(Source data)
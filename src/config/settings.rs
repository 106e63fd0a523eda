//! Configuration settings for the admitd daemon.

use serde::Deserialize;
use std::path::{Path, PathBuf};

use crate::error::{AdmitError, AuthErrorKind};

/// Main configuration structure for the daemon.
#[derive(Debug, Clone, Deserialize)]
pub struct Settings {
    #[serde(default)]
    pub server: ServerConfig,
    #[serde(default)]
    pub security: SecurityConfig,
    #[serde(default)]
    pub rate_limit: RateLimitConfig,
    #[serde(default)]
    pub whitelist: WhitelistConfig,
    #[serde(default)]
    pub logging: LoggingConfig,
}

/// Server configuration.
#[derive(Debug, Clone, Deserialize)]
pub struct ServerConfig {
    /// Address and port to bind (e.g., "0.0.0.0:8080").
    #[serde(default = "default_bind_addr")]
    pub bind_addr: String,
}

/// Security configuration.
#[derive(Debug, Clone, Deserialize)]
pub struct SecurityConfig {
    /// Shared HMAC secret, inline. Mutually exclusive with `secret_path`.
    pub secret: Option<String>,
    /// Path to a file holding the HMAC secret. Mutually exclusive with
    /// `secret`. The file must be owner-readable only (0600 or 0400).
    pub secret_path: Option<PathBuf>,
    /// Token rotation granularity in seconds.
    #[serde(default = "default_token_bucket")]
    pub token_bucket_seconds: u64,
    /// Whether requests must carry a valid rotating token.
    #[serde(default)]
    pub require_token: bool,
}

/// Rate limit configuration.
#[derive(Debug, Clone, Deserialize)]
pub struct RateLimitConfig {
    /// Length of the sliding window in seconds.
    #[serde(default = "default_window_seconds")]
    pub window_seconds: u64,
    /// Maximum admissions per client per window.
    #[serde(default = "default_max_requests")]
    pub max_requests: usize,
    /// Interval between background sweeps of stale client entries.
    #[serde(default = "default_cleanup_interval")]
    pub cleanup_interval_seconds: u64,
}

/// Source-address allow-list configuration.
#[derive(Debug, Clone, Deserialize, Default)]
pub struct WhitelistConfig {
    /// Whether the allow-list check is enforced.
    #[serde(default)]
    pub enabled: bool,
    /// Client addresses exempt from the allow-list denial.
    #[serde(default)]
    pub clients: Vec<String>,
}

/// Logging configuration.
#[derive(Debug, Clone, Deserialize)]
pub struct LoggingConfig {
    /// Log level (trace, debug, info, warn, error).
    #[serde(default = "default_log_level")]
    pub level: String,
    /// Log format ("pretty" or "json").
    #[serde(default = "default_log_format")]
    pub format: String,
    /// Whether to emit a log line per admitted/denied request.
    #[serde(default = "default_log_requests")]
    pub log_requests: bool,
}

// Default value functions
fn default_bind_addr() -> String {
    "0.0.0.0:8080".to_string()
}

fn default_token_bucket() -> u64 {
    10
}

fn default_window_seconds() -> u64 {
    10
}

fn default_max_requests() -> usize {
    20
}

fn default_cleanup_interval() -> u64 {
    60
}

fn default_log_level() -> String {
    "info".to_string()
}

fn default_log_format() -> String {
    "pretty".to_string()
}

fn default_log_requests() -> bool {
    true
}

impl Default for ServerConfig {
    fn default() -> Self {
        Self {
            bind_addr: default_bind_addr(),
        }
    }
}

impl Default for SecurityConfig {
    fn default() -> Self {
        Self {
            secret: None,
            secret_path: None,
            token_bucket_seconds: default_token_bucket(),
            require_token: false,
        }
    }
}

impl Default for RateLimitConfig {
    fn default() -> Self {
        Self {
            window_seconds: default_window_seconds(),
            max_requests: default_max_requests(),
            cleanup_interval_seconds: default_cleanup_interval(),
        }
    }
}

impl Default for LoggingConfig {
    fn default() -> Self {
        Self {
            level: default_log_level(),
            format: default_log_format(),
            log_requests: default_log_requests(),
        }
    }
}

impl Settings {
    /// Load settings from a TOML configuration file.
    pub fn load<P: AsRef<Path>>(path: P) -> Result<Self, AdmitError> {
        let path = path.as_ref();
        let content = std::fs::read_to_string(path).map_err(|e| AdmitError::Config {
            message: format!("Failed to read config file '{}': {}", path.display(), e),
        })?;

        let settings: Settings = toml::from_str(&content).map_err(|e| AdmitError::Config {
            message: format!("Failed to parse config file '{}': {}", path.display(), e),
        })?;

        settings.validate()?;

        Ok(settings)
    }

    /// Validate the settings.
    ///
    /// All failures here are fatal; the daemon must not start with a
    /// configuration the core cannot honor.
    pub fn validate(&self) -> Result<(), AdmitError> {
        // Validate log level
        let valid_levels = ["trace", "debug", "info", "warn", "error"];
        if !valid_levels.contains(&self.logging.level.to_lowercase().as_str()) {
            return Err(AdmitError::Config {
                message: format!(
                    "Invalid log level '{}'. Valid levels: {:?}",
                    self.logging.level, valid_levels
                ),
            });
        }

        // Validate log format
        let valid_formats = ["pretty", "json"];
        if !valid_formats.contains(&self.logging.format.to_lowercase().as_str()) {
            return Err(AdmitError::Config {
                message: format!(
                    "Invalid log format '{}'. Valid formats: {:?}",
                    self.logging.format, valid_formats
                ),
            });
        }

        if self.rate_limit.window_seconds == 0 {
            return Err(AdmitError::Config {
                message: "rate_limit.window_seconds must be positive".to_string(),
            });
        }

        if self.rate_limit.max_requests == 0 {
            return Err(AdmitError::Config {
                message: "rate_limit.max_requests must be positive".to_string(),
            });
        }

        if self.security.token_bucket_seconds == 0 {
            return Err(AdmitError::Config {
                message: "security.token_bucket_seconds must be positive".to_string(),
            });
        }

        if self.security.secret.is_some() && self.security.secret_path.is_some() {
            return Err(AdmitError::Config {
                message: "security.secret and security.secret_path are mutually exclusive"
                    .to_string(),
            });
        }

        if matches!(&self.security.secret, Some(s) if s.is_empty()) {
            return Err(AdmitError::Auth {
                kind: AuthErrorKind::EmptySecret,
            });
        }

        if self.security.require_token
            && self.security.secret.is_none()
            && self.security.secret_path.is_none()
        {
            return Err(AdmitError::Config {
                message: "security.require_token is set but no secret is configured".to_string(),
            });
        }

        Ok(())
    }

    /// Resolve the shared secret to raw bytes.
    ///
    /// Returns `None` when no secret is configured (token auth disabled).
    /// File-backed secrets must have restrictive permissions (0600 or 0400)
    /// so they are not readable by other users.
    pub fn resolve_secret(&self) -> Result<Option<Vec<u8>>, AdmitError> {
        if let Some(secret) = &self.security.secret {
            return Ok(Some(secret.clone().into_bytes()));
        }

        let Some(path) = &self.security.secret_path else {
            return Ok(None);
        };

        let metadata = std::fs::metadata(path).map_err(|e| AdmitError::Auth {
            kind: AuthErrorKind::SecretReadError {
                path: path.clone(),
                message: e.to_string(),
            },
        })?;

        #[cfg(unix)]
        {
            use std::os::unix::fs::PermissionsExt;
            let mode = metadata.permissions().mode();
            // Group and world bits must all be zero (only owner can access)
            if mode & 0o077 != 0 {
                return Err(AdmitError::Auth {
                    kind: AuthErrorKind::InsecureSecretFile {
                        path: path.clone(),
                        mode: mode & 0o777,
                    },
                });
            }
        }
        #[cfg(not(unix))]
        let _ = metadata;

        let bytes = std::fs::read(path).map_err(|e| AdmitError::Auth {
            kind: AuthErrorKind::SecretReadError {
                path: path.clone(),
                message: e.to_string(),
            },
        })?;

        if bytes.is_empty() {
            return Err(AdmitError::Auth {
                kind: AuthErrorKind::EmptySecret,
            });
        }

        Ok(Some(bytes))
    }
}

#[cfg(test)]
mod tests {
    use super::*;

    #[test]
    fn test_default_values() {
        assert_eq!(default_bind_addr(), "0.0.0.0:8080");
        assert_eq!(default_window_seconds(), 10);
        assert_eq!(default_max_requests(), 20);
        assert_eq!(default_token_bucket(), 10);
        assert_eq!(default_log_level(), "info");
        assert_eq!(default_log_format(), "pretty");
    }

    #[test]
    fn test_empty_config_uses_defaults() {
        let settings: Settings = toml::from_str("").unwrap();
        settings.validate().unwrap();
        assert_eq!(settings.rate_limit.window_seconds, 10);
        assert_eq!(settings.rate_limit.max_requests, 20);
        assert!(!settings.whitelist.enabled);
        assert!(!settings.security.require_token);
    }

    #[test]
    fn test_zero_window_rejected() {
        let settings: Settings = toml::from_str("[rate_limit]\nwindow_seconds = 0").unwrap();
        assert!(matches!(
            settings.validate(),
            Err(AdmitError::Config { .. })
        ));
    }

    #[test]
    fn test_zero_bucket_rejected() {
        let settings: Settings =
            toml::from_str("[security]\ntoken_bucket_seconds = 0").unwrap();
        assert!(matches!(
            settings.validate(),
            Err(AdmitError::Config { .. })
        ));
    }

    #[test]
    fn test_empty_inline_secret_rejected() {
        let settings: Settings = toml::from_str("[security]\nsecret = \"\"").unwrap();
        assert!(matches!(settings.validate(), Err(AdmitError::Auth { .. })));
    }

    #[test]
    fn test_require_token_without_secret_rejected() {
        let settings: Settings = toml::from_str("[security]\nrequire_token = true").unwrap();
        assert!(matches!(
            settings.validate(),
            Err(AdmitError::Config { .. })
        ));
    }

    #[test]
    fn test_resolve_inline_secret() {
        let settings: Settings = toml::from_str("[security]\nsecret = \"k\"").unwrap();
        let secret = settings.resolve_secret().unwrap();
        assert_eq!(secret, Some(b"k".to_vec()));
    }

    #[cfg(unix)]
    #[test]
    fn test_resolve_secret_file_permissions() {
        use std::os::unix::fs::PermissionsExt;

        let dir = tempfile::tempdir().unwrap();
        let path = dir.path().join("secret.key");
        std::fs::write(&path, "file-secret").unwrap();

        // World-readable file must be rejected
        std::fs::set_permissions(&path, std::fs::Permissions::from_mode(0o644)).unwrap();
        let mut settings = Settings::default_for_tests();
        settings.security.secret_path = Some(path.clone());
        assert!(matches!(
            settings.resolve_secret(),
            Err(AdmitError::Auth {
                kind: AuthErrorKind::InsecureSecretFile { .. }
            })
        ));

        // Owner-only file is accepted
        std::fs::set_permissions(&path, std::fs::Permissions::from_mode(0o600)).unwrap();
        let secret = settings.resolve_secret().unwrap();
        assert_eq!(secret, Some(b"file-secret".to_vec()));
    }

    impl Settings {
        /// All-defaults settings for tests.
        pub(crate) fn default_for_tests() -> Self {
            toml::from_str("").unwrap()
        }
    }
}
---
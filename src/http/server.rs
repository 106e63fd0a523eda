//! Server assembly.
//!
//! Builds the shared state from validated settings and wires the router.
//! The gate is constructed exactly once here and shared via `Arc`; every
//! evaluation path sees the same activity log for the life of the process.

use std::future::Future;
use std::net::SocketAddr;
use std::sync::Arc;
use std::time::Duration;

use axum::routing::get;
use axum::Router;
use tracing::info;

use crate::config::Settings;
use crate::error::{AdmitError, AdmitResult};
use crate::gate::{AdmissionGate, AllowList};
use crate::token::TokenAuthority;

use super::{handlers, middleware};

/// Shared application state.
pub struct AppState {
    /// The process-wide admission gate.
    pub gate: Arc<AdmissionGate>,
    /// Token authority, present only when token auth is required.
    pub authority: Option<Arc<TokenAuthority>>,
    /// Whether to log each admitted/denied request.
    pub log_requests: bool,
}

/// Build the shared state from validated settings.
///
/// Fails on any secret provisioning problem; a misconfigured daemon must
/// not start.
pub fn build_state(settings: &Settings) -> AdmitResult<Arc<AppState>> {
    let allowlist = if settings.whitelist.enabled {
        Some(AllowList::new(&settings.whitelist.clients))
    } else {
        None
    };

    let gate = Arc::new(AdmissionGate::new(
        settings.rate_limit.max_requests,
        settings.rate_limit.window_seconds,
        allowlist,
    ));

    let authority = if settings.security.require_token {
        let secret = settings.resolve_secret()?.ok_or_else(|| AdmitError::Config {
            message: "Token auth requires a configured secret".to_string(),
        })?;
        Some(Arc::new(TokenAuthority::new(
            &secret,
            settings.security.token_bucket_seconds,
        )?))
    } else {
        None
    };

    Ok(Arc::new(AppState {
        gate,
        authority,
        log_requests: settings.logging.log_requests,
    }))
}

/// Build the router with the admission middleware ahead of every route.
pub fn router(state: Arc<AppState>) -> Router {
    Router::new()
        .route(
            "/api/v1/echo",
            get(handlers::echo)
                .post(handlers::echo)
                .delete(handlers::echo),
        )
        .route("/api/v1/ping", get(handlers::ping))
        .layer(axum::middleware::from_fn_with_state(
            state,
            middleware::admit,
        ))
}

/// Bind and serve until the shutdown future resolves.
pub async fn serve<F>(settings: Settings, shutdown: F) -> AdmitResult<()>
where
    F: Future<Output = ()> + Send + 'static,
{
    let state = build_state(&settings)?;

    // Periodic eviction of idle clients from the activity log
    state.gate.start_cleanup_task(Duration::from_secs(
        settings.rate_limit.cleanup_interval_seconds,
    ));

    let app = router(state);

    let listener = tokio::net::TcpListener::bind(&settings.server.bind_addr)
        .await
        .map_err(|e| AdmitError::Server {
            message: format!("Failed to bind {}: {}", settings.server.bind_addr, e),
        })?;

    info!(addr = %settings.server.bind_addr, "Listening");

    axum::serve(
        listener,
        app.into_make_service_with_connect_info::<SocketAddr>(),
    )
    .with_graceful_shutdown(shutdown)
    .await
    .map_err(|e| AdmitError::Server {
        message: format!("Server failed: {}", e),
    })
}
* * *
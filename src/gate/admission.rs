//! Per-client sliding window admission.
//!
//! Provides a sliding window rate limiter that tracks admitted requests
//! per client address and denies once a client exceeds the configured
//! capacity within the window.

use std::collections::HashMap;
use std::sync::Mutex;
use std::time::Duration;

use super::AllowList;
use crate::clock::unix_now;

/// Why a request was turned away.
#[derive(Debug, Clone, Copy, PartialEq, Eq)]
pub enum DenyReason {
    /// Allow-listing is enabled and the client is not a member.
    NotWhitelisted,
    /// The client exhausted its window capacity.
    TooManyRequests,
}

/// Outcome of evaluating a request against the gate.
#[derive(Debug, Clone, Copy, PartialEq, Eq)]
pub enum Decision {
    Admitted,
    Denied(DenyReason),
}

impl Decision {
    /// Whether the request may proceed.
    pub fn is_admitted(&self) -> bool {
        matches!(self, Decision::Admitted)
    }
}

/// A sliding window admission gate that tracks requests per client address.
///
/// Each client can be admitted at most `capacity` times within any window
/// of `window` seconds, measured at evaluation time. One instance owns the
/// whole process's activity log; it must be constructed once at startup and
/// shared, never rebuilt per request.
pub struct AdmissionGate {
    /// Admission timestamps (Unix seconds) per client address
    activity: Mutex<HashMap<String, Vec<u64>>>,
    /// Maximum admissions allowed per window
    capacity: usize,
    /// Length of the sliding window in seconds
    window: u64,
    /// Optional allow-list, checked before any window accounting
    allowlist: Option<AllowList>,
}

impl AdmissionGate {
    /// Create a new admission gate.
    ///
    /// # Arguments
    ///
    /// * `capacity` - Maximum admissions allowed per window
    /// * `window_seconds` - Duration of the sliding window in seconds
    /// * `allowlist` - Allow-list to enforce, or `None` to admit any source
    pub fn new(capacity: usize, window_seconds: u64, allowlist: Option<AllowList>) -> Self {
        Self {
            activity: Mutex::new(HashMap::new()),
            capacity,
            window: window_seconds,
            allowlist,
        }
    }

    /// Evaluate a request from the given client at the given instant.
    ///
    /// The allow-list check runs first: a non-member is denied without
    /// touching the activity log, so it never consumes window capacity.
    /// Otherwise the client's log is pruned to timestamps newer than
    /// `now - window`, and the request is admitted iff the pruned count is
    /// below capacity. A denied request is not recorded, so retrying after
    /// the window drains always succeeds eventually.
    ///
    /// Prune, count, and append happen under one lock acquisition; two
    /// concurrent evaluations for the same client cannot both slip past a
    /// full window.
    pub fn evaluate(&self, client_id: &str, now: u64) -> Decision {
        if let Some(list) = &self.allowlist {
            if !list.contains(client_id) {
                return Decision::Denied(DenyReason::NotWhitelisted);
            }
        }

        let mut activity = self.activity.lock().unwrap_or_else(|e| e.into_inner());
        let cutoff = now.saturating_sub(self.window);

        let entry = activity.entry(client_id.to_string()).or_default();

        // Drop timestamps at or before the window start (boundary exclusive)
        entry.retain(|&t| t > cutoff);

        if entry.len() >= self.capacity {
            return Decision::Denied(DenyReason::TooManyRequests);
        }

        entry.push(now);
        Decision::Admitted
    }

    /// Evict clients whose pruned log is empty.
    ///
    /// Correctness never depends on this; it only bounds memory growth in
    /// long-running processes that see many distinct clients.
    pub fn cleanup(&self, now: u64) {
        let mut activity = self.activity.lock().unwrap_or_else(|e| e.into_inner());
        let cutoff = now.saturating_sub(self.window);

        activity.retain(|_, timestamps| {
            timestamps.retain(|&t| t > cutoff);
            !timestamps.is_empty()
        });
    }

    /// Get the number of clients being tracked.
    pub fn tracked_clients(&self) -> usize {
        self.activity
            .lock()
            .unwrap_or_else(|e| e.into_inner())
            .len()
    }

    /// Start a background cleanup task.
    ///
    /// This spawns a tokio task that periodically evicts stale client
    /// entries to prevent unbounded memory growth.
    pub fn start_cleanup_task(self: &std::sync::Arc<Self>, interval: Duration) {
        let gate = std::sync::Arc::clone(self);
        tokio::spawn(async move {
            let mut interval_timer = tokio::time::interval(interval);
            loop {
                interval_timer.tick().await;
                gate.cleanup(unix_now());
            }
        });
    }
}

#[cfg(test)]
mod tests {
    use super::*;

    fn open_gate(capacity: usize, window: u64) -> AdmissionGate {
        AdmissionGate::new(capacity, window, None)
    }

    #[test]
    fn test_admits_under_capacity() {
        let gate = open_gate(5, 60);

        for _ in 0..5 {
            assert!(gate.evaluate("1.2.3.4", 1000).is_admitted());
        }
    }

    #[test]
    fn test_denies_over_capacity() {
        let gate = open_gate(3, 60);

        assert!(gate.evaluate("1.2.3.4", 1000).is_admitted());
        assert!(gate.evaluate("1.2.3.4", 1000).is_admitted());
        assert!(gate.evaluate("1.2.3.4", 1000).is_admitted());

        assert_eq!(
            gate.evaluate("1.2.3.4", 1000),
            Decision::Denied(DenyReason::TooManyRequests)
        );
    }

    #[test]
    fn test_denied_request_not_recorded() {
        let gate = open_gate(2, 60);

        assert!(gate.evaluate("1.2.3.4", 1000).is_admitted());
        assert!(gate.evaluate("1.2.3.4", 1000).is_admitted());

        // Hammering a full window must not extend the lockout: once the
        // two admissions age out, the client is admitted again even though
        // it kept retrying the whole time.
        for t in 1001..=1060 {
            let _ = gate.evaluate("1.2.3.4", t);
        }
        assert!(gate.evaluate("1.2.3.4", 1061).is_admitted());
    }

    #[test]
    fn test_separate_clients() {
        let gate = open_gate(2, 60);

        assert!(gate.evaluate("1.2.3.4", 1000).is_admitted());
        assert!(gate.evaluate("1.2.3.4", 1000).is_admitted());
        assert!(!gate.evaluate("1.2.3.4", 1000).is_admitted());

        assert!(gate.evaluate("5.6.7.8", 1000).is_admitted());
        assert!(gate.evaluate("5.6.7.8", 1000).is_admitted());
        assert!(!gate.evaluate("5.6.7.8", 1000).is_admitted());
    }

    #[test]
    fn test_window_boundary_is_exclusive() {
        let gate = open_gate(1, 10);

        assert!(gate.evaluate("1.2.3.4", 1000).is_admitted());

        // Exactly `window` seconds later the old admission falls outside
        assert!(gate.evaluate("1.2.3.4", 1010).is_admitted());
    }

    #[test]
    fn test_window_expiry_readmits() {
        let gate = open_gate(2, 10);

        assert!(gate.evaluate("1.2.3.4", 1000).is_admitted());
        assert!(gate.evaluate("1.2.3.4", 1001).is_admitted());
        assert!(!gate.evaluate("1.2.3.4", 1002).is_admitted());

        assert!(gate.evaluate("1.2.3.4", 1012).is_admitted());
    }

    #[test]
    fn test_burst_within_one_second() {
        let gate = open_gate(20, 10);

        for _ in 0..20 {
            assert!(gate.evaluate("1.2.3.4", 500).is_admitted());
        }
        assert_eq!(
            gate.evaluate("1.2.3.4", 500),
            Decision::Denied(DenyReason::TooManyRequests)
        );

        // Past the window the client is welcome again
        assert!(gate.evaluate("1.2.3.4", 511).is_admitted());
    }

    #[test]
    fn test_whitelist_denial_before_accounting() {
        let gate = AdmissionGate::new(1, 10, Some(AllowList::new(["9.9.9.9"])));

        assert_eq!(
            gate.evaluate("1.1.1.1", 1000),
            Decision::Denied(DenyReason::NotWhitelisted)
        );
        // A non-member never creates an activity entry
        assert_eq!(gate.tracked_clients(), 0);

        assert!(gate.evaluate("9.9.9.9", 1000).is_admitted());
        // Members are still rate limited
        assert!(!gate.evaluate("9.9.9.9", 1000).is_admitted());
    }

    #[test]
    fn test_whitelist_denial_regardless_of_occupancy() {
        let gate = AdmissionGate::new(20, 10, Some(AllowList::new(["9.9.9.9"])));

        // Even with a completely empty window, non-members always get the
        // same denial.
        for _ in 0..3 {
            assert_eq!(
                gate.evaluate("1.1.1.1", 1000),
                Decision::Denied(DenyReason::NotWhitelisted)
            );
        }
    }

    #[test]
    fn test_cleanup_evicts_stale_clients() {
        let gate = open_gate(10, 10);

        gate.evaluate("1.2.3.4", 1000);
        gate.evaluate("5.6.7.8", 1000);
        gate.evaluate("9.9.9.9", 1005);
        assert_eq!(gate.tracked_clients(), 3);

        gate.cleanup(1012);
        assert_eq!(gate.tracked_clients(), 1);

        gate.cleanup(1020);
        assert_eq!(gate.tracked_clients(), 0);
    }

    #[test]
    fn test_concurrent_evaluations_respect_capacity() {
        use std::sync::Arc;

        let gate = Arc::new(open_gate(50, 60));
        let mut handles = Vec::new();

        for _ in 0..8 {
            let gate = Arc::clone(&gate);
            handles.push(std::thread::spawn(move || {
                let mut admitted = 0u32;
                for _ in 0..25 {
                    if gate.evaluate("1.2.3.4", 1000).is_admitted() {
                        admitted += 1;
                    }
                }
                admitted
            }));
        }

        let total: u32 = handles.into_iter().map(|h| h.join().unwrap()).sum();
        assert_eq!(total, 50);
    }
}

ACTIVITY: Every line from the data above that contains "true" must appear in the answer.

ANSWER AREA:
    true
        let settings: Settings = toml::from_str("[security]\nrequire_token = true").unwrap();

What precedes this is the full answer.